BRIEF:
Check every line of the data below for the string "chars", and copy the ones that hold it.

________________________

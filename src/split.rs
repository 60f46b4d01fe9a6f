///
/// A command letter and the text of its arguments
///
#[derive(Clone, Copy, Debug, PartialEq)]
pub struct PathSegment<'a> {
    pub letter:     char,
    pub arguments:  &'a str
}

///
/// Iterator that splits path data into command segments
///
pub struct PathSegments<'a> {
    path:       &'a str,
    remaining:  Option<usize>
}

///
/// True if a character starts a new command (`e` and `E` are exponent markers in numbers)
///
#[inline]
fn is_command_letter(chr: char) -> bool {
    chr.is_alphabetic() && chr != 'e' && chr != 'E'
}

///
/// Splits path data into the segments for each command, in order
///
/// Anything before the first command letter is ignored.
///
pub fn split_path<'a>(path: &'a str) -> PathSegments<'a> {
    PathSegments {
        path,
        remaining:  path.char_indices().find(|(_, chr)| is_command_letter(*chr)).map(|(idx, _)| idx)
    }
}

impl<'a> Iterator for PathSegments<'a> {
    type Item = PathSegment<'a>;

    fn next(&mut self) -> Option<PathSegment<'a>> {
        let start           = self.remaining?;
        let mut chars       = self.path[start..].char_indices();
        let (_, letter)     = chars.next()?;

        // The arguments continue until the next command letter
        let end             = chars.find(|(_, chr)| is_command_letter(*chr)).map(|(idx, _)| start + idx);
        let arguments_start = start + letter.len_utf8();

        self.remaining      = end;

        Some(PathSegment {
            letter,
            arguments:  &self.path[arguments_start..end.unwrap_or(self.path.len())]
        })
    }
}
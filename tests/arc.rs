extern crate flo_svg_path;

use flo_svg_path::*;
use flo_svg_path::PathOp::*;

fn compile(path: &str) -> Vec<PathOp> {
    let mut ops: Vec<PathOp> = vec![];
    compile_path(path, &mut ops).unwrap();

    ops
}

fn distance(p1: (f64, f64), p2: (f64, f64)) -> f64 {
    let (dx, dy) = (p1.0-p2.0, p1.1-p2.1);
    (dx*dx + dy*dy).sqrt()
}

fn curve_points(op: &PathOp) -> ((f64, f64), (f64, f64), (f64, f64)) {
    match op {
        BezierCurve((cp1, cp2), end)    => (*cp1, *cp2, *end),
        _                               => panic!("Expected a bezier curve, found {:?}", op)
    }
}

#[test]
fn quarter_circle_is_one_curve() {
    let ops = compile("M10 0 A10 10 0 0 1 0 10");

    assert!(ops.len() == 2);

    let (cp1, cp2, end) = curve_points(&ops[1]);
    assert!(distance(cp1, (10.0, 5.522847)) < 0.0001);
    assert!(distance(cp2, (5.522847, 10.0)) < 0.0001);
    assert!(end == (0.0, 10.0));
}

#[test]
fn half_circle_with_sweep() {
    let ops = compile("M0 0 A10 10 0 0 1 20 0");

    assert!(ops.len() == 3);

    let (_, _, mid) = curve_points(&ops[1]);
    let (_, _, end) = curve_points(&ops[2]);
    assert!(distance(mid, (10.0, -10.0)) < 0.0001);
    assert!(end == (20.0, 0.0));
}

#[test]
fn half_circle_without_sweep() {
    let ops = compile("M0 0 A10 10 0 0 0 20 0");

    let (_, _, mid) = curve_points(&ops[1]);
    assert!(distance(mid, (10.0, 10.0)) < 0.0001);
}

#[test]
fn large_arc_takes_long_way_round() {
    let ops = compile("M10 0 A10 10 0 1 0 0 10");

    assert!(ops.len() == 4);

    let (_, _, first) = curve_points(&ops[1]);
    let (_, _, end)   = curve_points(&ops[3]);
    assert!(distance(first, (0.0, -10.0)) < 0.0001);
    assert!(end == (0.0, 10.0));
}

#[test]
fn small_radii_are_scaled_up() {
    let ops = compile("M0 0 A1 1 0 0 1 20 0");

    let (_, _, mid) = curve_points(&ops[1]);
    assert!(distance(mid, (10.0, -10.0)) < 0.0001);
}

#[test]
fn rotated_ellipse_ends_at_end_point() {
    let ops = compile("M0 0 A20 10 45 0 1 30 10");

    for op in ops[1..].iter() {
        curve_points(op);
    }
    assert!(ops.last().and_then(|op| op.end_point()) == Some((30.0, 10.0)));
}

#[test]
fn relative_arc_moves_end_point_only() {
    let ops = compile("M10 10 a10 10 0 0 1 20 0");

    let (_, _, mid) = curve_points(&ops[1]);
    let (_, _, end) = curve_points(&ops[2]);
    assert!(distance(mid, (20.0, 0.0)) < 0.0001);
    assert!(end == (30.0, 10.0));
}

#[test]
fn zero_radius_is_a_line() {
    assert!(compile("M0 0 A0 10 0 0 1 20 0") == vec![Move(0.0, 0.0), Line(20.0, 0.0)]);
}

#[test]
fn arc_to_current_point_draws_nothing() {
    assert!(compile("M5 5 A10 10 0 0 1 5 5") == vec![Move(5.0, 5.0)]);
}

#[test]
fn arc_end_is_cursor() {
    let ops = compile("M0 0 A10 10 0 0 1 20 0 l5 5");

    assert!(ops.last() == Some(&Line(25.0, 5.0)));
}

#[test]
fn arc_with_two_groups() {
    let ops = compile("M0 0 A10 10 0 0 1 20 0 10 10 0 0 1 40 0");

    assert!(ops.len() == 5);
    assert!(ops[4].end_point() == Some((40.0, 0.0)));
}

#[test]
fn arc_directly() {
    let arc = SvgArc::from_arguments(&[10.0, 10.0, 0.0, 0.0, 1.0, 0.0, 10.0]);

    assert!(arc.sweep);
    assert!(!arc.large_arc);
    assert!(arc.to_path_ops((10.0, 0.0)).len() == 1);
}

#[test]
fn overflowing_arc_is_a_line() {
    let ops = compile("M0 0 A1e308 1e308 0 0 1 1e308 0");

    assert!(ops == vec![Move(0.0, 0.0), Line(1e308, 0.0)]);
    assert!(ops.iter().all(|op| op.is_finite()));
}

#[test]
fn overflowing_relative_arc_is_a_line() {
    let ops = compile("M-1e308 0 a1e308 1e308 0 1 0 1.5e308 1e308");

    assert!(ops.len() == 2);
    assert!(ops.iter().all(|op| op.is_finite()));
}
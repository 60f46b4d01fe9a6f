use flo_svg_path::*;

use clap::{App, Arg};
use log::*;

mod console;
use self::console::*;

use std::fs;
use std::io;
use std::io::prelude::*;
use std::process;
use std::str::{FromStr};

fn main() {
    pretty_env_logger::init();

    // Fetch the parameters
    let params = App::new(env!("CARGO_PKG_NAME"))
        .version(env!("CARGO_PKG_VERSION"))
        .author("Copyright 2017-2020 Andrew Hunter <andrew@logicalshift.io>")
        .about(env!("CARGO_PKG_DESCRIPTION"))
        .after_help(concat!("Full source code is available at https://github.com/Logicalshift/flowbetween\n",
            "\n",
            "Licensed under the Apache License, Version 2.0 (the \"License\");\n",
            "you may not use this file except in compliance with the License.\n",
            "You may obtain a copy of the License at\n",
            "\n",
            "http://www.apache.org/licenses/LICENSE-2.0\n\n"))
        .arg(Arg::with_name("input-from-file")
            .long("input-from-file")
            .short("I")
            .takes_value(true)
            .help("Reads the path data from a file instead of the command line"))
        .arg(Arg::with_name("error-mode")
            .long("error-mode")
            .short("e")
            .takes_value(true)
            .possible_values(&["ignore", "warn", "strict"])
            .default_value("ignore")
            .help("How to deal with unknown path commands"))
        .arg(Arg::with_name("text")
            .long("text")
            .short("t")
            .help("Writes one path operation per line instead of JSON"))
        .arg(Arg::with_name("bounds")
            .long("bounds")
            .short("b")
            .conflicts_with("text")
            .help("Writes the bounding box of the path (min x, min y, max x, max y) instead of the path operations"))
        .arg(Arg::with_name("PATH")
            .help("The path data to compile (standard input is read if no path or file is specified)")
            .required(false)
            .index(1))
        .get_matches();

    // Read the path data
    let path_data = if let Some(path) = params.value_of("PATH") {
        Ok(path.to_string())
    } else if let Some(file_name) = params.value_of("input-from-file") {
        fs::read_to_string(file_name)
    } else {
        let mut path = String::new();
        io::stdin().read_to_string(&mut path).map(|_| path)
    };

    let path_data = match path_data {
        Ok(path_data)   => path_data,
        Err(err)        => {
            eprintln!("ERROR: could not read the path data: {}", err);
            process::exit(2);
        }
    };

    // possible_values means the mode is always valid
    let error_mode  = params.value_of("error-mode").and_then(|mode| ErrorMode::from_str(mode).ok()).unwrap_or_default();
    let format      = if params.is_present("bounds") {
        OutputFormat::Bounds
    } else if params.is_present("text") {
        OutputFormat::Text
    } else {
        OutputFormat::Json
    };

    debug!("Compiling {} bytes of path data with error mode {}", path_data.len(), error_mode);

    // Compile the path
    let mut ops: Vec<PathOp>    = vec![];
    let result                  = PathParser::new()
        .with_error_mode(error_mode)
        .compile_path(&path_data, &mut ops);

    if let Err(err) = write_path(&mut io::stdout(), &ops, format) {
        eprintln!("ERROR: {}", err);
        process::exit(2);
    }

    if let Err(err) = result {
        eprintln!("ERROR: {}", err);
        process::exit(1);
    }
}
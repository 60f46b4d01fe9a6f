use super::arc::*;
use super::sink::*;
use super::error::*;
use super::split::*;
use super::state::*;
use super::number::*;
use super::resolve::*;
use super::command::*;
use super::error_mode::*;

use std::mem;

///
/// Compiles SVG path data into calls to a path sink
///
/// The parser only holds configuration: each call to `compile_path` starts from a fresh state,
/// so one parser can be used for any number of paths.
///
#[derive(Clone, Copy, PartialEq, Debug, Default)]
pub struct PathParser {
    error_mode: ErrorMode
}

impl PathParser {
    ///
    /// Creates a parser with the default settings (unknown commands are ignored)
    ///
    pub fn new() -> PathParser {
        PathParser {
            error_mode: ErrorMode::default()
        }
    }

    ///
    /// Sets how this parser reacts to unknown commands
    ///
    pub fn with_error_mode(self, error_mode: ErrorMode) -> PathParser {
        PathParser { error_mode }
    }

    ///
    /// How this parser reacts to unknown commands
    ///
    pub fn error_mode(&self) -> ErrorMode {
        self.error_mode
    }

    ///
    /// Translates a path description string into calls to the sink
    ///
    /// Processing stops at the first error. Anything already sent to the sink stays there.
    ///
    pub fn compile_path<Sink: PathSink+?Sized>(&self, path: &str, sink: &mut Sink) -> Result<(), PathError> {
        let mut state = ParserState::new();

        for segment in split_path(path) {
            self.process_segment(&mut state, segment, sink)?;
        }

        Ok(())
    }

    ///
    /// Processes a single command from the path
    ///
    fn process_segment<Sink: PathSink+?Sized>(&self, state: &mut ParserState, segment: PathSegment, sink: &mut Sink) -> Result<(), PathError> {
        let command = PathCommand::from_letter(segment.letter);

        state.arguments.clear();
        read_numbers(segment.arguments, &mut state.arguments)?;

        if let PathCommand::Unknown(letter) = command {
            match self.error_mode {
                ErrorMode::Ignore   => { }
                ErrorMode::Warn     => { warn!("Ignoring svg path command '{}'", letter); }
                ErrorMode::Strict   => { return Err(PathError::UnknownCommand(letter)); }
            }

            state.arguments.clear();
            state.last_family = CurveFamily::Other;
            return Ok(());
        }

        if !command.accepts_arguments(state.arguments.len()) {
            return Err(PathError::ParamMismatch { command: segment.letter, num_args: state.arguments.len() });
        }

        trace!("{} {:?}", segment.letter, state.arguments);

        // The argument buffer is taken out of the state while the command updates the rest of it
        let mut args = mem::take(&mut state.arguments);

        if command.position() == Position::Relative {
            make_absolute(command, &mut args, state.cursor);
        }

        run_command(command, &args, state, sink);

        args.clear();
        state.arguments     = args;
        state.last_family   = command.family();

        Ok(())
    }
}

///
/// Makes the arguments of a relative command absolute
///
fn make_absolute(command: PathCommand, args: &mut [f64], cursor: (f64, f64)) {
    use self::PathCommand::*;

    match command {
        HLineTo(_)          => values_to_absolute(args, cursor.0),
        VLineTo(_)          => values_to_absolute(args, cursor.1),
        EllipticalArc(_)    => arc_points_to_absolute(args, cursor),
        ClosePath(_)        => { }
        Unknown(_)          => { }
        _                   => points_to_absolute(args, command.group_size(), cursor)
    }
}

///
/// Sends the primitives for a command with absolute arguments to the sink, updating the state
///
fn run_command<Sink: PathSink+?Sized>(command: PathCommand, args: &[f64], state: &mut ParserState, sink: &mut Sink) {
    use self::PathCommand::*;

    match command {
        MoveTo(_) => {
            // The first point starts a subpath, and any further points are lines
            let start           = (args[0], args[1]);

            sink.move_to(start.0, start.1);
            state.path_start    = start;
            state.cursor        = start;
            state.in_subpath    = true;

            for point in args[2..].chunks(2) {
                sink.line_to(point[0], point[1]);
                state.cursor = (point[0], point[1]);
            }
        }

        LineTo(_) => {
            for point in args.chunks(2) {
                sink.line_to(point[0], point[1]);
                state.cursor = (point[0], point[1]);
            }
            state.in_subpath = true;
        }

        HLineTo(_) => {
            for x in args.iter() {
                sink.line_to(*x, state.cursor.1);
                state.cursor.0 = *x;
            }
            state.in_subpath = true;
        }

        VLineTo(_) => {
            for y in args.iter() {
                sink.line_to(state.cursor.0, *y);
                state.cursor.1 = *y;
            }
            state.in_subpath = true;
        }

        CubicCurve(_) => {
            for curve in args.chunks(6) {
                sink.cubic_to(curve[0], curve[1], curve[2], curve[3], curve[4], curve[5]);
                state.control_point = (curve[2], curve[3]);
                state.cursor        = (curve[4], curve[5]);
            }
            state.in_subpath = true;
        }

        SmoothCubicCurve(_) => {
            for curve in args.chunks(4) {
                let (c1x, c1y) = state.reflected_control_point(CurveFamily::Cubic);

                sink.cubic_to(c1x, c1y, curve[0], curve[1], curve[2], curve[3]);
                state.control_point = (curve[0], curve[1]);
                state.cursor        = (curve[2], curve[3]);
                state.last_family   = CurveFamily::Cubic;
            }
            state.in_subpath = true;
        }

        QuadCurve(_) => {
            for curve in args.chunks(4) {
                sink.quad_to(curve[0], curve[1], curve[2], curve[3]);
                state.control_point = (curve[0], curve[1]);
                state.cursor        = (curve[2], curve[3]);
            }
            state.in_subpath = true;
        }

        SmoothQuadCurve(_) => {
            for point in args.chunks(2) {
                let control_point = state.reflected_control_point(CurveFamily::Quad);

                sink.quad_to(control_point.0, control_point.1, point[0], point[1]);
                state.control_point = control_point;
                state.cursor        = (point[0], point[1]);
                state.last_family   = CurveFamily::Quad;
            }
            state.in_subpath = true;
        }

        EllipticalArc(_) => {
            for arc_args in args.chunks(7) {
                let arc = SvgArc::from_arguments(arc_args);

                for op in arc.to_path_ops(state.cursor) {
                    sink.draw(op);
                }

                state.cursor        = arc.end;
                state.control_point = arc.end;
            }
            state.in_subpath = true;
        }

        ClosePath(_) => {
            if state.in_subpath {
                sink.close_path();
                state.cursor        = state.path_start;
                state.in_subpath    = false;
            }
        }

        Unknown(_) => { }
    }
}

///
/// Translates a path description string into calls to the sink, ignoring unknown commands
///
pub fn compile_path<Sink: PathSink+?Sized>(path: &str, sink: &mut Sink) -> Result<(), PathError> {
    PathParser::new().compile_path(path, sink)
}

________________________

OUTPUT FOR THIS EXERCISE:
        let mut chars       = self.path[start..].char_indices();
        let (_, letter)     = chars.next()?;
        let end             = chars.find(|(_, chr)| is_command_letter(*chr)).map(|(idx, _)| start + idx);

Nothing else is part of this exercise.